## What is expected
Check each line of the material below for the string "inventory" and reply with how many have it, nothing more.

▼

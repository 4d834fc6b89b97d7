//! Phonetic alphabet codec.
//!
//! DISC is the canonical one-character-per-phoneme encoding of the source
//! lexicon; this module converts DISC fields into the three multi-character
//! target notations. The alphabets are in 1:1 symbol correspondence, so a
//! flat lookup table suffices; there is no context-sensitive rewriting.

mod table;

use std::collections::HashMap;
use std::sync::OnceLock;

use crate::error::EngineError;
use crate::record::Record;

/// Target phonetic notation for a conversion.
#[derive(Debug, Clone, Copy, PartialEq, Eq)]
pub enum Target {
    Sampa,
    Celex,
    Cpa,
}

impl Target {
    /// Parse a target alphabet name. Accepts the historical two-letter
    /// names (`SP`, `CX`, `CP`) and the long names, case-insensitively.
    pub fn from_name(name: &str) -> Result<Self, EngineError> {
        match name.to_ascii_lowercase().as_str() {
            "sp" | "sampa" | "sam-pa" => Ok(Self::Sampa),
            "cx" | "celex" => Ok(Self::Celex),
            "cp" | "cpa" => Ok(Self::Cpa),
            _ => Err(EngineError::UnknownTargetAlphabet(name.to_string())),
        }
    }

    fn column(self) -> usize {
        match self {
            Self::Sampa => 0,
            Self::Celex => 1,
            Self::Cpa => 2,
        }
    }
}

fn mapping() -> &'static HashMap<char, [&'static str; 3]> {
    static MAP: OnceLock<HashMap<char, [&'static str; 3]>> = OnceLock::new();
    MAP.get_or_init(|| {
        table::PHONEME_ROWS
            .iter()
            .chain(table::STRUCTURAL_ROWS.iter())
            .map(|&(disc, cells)| (disc, cells))
            .collect()
    })
}

/// Look up the target counterpart of one DISC symbol. `None` means the
/// symbol is outside the inventory; field-level conversion passes such
/// characters through unchanged.
pub fn convert_symbol(symbol: char, target: Target) -> Option<&'static str> {
    mapping().get(&symbol).map(|cells| cells[target.column()])
}

/// Convert every symbol of a DISC field, in order. Unmapped characters
/// are copied through literally; conversion never rejects a symbol.
pub fn convert_field(field: &str, target: Target) -> String {
    let mut out = String::with_capacity(field.len());
    for c in field.chars() {
        match convert_symbol(c, target) {
            Some(mapped) => out.push_str(mapped),
            None => out.push(c),
        }
    }
    out
}

/// Convert several fields of one record in a single pass, each field
/// independently addressed (1-based) and independently targeted. Fields
/// not named in `requests` are copied through verbatim.
///
/// All indices are validated against the record width before any output
/// is produced, so a bad request fails the whole call rather than
/// emitting a half-converted line.
pub fn convert_record(
    line: &str,
    delimiter: &str,
    requests: &[(usize, Target)],
) -> Result<String, EngineError> {
    let mut record = Record::parse(line, delimiter);
    for &(index, _) in requests {
        if index == 0 || index > record.width() {
            return Err(EngineError::FieldIndex {
                index,
                width: record.width(),
            });
        }
    }
    for &(index, target) in requests {
        let converted = convert_field(record.field(index)?, target);
        record.set_field(index, converted)?;
    }
    Ok(record.encode(delimiter))
}

#[cfg(test)]
mod tests {
    use super::*;

    #[test]
    fn test_target_names() {
        assert_eq!(Target::from_name("SP").unwrap(), Target::Sampa);
        assert_eq!(Target::from_name("cx").unwrap(), Target::Celex);
        assert_eq!(Target::from_name("cpa").unwrap(), Target::Cpa);
        assert_eq!(
            Target::from_name("ipa"),
            Err(EngineError::UnknownTargetAlphabet("ipa".to_string()))
        );
    }

    #[test]
    fn test_symbol_lookup() {
        assert_eq!(convert_symbol('J', Target::Sampa), Some("tS"));
        assert_eq!(convert_symbol('J', Target::Cpa), Some("T/"));
        assert_eq!(convert_symbol('{', Target::Celex), Some("&"));
        assert_eq!(convert_symbol('{', Target::Sampa), Some("{"));
        assert_eq!(convert_symbol('Z', Target::Cpa), Some("Z"));
        // Outside the inventory.
        assert_eq!(convert_symbol('!', Target::Sampa), None);
    }

    #[test]
    fn test_all_rows_have_cells_for_every_target() {
        for &(disc, _) in super::table::PHONEME_ROWS {
            for target in [Target::Sampa, Target::Celex, Target::Cpa] {
                assert!(
                    convert_symbol(disc, target).is_some(),
                    "missing cell for DISC symbol {disc:?}"
                );
            }
        }
    }

    #[test]
    fn test_convert_field_bandit() {
        // b{ndIt: only { differs between SAM-PA and CELEX.
        assert_eq!(convert_field("b{ndIt", Target::Sampa), "b{ndIt");
        assert_eq!(convert_field("b{ndIt", Target::Celex), "b&ndIt");
        assert_eq!(convert_field("b{ndIt", Target::Cpa), "b^/ndIt");
    }

    #[test]
    fn test_convert_field_boundary_and_stress() {
        assert_eq!(convert_field("'b{n-dIt", Target::Celex), "'b&n-dIt");
        assert_eq!(convert_field("'b{n-dIt", Target::Cpa), "\"b^/n.dIt");
        assert_eq!(convert_field("\"b{n", Target::Sampa), "%b{n");
    }

    #[test]
    fn test_convert_field_unknown_passthrough() {
        assert_eq!(convert_field("b!n", Target::Sampa), "b!n");
    }

    #[test]
    fn test_convert_record_multi_field() {
        let line = r"1\abandon\@'b{nd@n\@'b{nd@n";
        let out = convert_record(
            line,
            "\\",
            &[(3, Target::Celex), (4, Target::Cpa)],
        )
        .unwrap();
        assert_eq!(out, "1\\abandon\\@'b&nd@n\\@\"b^/nd@n");
    }

    #[test]
    fn test_convert_record_untouched_fields_verbatim() {
        let line = r"12\b{d\b{d";
        let out = convert_record(line, "\\", &[(3, Target::Celex)]).unwrap();
        assert_eq!(out, r"12\b{d\b&d");
    }

    #[test]
    fn test_convert_record_validates_before_processing() {
        let line = r"a\b";
        assert_eq!(
            convert_record(line, "\\", &[(1, Target::Sampa), (5, Target::Cpa)]),
            Err(EngineError::FieldIndex { index: 5, width: 2 })
        );
    }
}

▲

## Result of the task
2